El miedo más profundo del ser humano se resume en un ‘no conocer’ y eso puede ocurrir cuando imaginamos un desconocido futuro. Si una ciudad es bombardeada, sus habitantes temen a una muerte próxima; cuando alguien abandona una forma vida, le teme a una nueva rutina; si el tren que cada mañana tomamos no aparece, imaginamos que algo raro sucede. Es el pensamiento contraído de un querer y no poder, es la semilla maldita de una planta envenenada, es el único calor que nos puede dar la soledad y que solo desaparece al borrar los esquemas que dominan nuestra vida.

6 comentarios »

  1. Yo creo que el verdadero miedo del ser humano es ante sí mismo, conocerse, le atemoriza coger el timón de su vida y decidir libremente.

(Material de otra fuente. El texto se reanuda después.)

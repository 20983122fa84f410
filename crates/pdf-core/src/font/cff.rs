//! Compact Font Format parser, just far enough to recover a CID-keyed CFF's
//! CID -> glyph-name mapping (`charset`) for embedded `Type0` descendant
//! fonts whose `CIDToGIDMap` is `Identity` and whose widths/Unicode this
//! crate already gets from `W`/`ToUnicode`.
//!
//! Grounded on `pypdfproc/parser/cff.py`: the same Header -> Name INDEX ->
//! Top DICT INDEX -> String INDEX -> Global Subr INDEX -> charset layout,
//! the same variable-length DICT number encoding, and charset format 0
//! only (formats 1/2's range-compressed charsets are out of scope, per the
//! same limitation the original documents).

use crate::error::{Error, Result};

mod standard_strings;
pub use standard_strings::STANDARD_STRINGS;

#[derive(Debug, Clone, Copy, PartialEq)]
enum DictValue {
    Int(i64),
    Real(f64),
}

impl DictValue {
    fn as_i64(self) -> i64 {
        match self {
            Self::Int(n) => n,
            Self::Real(f) => f as i64,
        }
    }
}

struct Reader<'a> {
    bytes: &'a [u8],
    pos: usize,
}

impl<'a> Reader<'a> {
    fn new(bytes: &'a [u8]) -> Self {
        Self { bytes, pos: 0 }
    }

    fn u8(&mut self) -> Result<u8> {
        let b = self.bytes.get(self.pos).copied().ok_or_else(eof)?;
        self.pos += 1;
        Ok(b)
    }

    fn u16(&mut self) -> Result<u16> {
        Ok(u16::from_be_bytes([self.u8()?, self.u8()?]))
    }

    fn offset(&mut self, off_size: u8) -> Result<u32> {
        let mut value = 0u32;
        for _ in 0..off_size {
            value = (value << 8) | u32::from(self.u8()?);
        }
        Ok(value)
    }

}

fn eof() -> Error {
    Error::MalformedToken {
        offset: 0,
        reason: "unexpected end of CFF data".to_string(),
    }
}

/// A parsed CFF INDEX: each entry's raw bytes, offsets resolved.
struct CffIndex<'a> {
    entries: Vec<&'a [u8]>,
}

fn read_index<'a>(r: &mut Reader<'a>) -> Result<CffIndex<'a>> {
    let count = r.u16()?;
    if count == 0 {
        return Ok(CffIndex { entries: Vec::new() });
    }
    let off_size = r.u8()?;
    let mut offsets = Vec::with_capacity(count as usize + 1);
    for _ in 0..=count {
        offsets.push(r.offset(off_size)?);
    }
    let data_start = r.pos;
    let mut entries = Vec::with_capacity(count as usize);
    for w in offsets.windows(2) {
        let (start, end) = (w[0] as usize, w[1] as usize);
        let slice = r
            .bytes
            .get(data_start + start - 1..data_start + end - 1)
            .ok_or_else(eof)?;
        entries.push(slice);
    }
    r.pos = data_start + (*offsets.last().unwrap_or(&1) as usize).saturating_sub(1);
    Ok(CffIndex { entries })
}

/// Parses one Top DICT's operand/operator stream, returning `(operator,
/// operands)` pairs. Operators `0..=21` are single-byte; `12` escapes a
/// two-byte operator encoded as `1200 + second_byte`.
fn parse_dict(bytes: &[u8]) -> Result<Vec<(u16, Vec<DictValue>)>> {
    let mut out = Vec::new();
    let mut operands = Vec::new();
    let mut i = 0;
    while i < bytes.len() {
        let b0 = bytes[i];
        match b0 {
            0..=11 | 13..=21 => {
                out.push((u16::from(b0), std::mem::take(&mut operands)));
                i += 1;
            }
            12 => {
                let b1 = *bytes.get(i + 1).ok_or_else(eof)?;
                out.push((1200 + u16::from(b1), std::mem::take(&mut operands)));
                i += 2;
            }
            28 => {
                let v = i16::from_be_bytes([
                    *bytes.get(i + 1).ok_or_else(eof)?,
                    *bytes.get(i + 2).ok_or_else(eof)?,
                ]);
                operands.push(DictValue::Int(i64::from(v)));
                i += 3;
            }
            29 => {
                let v = i32::from_be_bytes([
                    *bytes.get(i + 1).ok_or_else(eof)?,
                    *bytes.get(i + 2).ok_or_else(eof)?,
                    *bytes.get(i + 3).ok_or_else(eof)?,
                    *bytes.get(i + 4).ok_or_else(eof)?,
                ]);
                operands.push(DictValue::Int(i64::from(v)));
                i += 5;
            }
            30 => {
                let (value, consumed) = parse_real(&bytes[i + 1..]);
                operands.push(DictValue::Real(value));
                i += 1 + consumed;
            }
            32..=246 => {
                operands.push(DictValue::Int(i64::from(b0) - 139));
                i += 1;
            }
            247..=250 => {
                let b1 = *bytes.get(i + 1).ok_or_else(eof)?;
                operands.push(DictValue::Int((i64::from(b0) - 247) * 256 + i64::from(b1) + 108));
                i += 2;
            }
            251..=254 => {
                let b1 = *bytes.get(i + 1).ok_or_else(eof)?;
                operands.push(DictValue::Int(-(i64::from(b0) - 251) * 256 - i64::from(b1) - 108));
                i += 2;
            }
            255 => {
                // Not used by DICT operands (reserved for CharString fixed
                // values); treat as malformed rather than guessing a width.
                return Err(Error::MalformedToken {
                    offset: i,
                    reason: "byte 255 is not valid in a CFF DICT".to_string(),
                });
            }
        }
    }
    Ok(out)
}

/// Decodes a CFF "real" number: packed BCD nibbles terminated by nibble
/// `0xf`. Returns the value and the number of bytes consumed.
fn parse_real(bytes: &[u8]) -> (f64, usize) {
    let mut s = String::new();
    let mut consumed = 0;
    'outer: for &byte in bytes {
        consumed += 1;
        for nibble in [byte >> 4, byte & 0x0f] {
            match nibble {
                0..=9 => s.push((b'0' + nibble) as char),
                0xa => s.push('.'),
                0xb => s.push('E'),
                0xc => s.push_str("E-"),
                0xe => s.push('-'),
                0xf => break 'outer,
                _ => {}
            }
        }
    }
    (s.parse().unwrap_or(0.0), consumed)
}

/// A CFF's charset, read far enough to answer either of the two questions
/// that matter for text extraction: for a CID-keyed font (`ROS` present in
/// the Top DICT), "what CID is this GID?"; for an ordinary name-keyed font,
/// "what glyph name is this GID?".
pub enum Charset {
    Cid(Vec<u32>),
    Names(Vec<String>),
}

pub struct CffFont {
    pub charset: Charset,
}

impl CffFont {
    pub fn glyph_name_for_cid(&self, cid: u32) -> Option<String> {
        match &self.charset {
            Charset::Cid(gid_to_cid) => gid_to_cid
                .iter()
                .position(|&c| c == cid)
                .map(|gid| format!("cid{gid:05}")),
            Charset::Names(names) => names.get(cid as usize).cloned(),
        }
    }
}

/// Parses a complete CFF table and extracts its charset.
pub fn parse_cff(data: &[u8]) -> Result<CffFont> {
    let mut r = Reader::new(data);
    let _major = r.u8()?;
    let _minor = r.u8()?;
    let hdr_size = r.u8()?;
    let _off_size = r.u8()?;
    r.pos = hdr_size as usize;

    let _name_index = read_index(&mut r)?;
    let top_dict_index = read_index(&mut r)?;
    let string_index = read_index(&mut r)?;
    let _global_subr_index = read_index(&mut r)?;

    let top_dict_bytes = top_dict_index.entries.first().ok_or_else(|| Error::MalformedToken {
        offset: 0,
        reason: "CFF has no Top DICT".to_string(),
    })?;
    let entries = parse_dict(top_dict_bytes)?;
    let is_cid = entries.iter().any(|(op, _)| *op == 1230); // ROS operator

    let charset_offset = entries
        .iter()
        .find(|(op, _)| *op == 15)
        .and_then(|(_, v)| v.first())
        .map(|v| v.as_i64() as usize);
    let charstrings_offset = entries
        .iter()
        .find(|(op, _)| *op == 17)
        .and_then(|(_, v)| v.first())
        .map(|v| v.as_i64() as usize)
        .ok_or_else(|| Error::MalformedToken {
            offset: 0,
            reason: "Top DICT has no CharStrings offset".to_string(),
        })?;

    let mut cs_reader = Reader::new(data);
    cs_reader.pos = charstrings_offset;
    let charstrings = read_index(&mut cs_reader)?;
    let glyph_count = charstrings.entries.len();

    let sids = match charset_offset {
        None | Some(0) => (0..glyph_count as u32).collect(), // ISOAdobe predefined: identity
        Some(offset) => parse_charset_format0(data, offset, glyph_count)?,
    };

    let charset = if is_cid {
        Charset::Cid(sids)
    } else {
        Charset::Names(
            sids.iter()
                .map(|&sid| sid_to_name(sid, &string_index))
                .collect(),
        )
    };

    Ok(CffFont { charset })
}

/// Resolves a string ID: the first 391 SIDs are the CFF Standard Strings;
/// anything past that indexes the font's own String INDEX.
fn sid_to_name(sid: u32, string_index: &CffIndex<'_>) -> String {
    let sid = sid as usize;
    if sid < STANDARD_STRINGS.len() {
        return STANDARD_STRINGS[sid].to_string();
    }
    string_index
        .entries
        .get(sid - STANDARD_STRINGS.len())
        .map(|bytes| String::from_utf8_lossy(bytes).into_owned())
        .unwrap_or_else(|| format!("sid{sid}"))
}

fn parse_charset_format0(data: &[u8], offset: usize, glyph_count: usize) -> Result<Vec<u32>> {
    let mut r = Reader::new(data);
    r.pos = offset;
    let format = r.u8()?;
    if format != 0 {
        return Err(Error::Unsupported(format!(
            "CFF charset format {format} (only format 0 is supported)"
        )));
    }
    let mut gid_to_sid = vec![0u32]; // GID 0 is always .notdef
    for _ in 1..glyph_count {
        gid_to_sid.push(u32::from(r.u16()?));
    }
    Ok(gid_to_sid)
}

#[cfg(test)]
mod tests {
    use super::*;

    #[test]
    fn parses_single_byte_dict_operand() {
        // 139 encodes operand value 0 (32..=246 maps to value-139).
        let dict = [139u8, 15]; // "0 charset" (operator 15)
        let parsed = parse_dict(&dict).unwrap();
        assert_eq!(parsed[0].0, 15);
        assert_eq!(parsed[0].1[0].as_i64(), 0);
    }

    #[test]
    fn parses_two_byte_escape_operator() {
        let dict = [139u8, 12, 30]; // ROS operator, value 0
        let parsed = parse_dict(&dict).unwrap();
        assert_eq!(parsed[0].0, 1230);
    }

    #[test]
    fn parses_negative_two_byte_operand() {
        // 251 range encodes negative values; with no trailing operator byte
        // the operand is pushed but never flushed into an entry.
        let dict = [251u8, 0];
        let parsed = parse_dict(&dict).unwrap();
        assert!(parsed.is_empty());
    }

    #[test]
    fn real_number_parses_decimal_value() {
        // 1.5 => nibbles [1, 0xa(.), 5, 0xf(end)]
        let bytes = [0x1a, 0x5f];
        let (value, consumed) = parse_real(&bytes);
        assert!((value - 1.5).abs() < 1e-9);
        assert_eq!(consumed, 2);
    }
}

    Y… todo es más simple, mucho más que como nos lo pintan.

    Un abrazo.

    Comment by bitdrain — February 12, 2009 @
    10:32 pm

  2. Aupa!

    Recuerdo que hace tiempo caí por tu blog, y te dejé un comentaro, y luego te perdí la pista, cuando cambié de ordenador (y de “Favoritos”) y no podía recordar el nombre del blog. Tras aquello, al de bastante tiempo, sé que llegué a tí de nuevo porque me dejaste un comentario: leí algo y escribí un comentario con principio similar a éste en tu blog….., pero se me borró, a medio escribir, y me cabreé tanto que cerré la pagina…...y luego ya se me olvidó (y también fui “posponiendo”....hasta hoy, que he velto a ver el nombre de “sivia”; y volverá tu blog al “favoritos” para que no se me olvide.

    Tras la patetica introduccion a la que te someto (a modo de justificación por tan largo slencio) solo decirte que me alegro de leerte e nuevo. Me he sentido identificado con partes del escrito, que me parece arumadoramente existencialista. Pero, cuando llegas a ese punto de sensibilidad, creo que solo te quedan dos opciones: seguir fiel a la vida que tu conciencia descubre vivida por otros…..y acabar en infelicidad, locura o suicidio (en traición de uno mismo)......o tener el valor de intervenir en la vida haciendola tuya, con el compromiso y la apuesa que ello requiere, y la fidelid para seguir escuchándote y obrando en consecuencia (y no en contradicción) de lo que tu conciencia te dicta..es decir, siendo fiel a ti mismo, porqe solo así encuntras la libertad y la felicidad. Con o primero solo puede haber simuacros de libertad y felicidad, un engaño al que te sometes porqe entre lo que consigues ver y luego haces hay un absimo. O eso creo yo. Por eso el existencialismo para mí es una etapa que debe de superarse dandole sentido a tu vida, o a algo, a lo que sea…..pero escapando del sinsentido que siempre será absurdo aunque al final resulte que la Verdad sea, precisamene, que no hay Sentido. Mientras duran nuestros vidas, mejor es el placebo del sentido que inventamos (en coherencia de pensamientos y actos),.....que el panorama vacío que vemos y al que nos condenamos y arrastramos, sin hacer nada, sin cambio…

    Bueno Silvia, que siempre me enrollo. Me ha gustado mucho tu esrito, porqe hace pensar. Prometo ser más breve la próxima

    hasta pronto!
    josu

    Comment by Josu — February 13, 2009 @
    9:55 pm

  3. Hola Silvia, me podrías dar tu email para que te enve uno??

    esqe ya sé porqué siempre nunca te aoarecían mis comenarios…, prque eran demasiado largos!

    un saludo
    Josu

    Comment by Josu — February 13, 2009 @
    9:58 pm

  4. Britdrain, claro que todo es mucho más simple, a veces lo hacemos complicado para dar sentido a la vida. Pero no hay que darle sentido, porque no lo hay.

    Josu, arreglado! Gracias por tu comentario y me alegro de leerte de nuevo. En cuanto a lo que dices, si todos fueramos fieles a nuestras voluntades, las salas de los centros de salud mental no estarían abarrotadas.

    Comment by Silvia — February 13, 2009 @
    11:07 pm

  5. Es que todo funciona por ciclos, y a volver a empezar … como decía el otro y cada vez peor y cada vez más viejos … la muerte es una dececpción, y el final del último ciclo, al menos en el sentido de lo conocido.

    Escribes exageradamente bien, es un gusto leerte.

    salud!

    Comment by Wilde — February 14, 2009 @
    12:57 am

  6. Bellísima reflexión. Estoy con Bitdrain y también con Wilde, es un lujo leerte.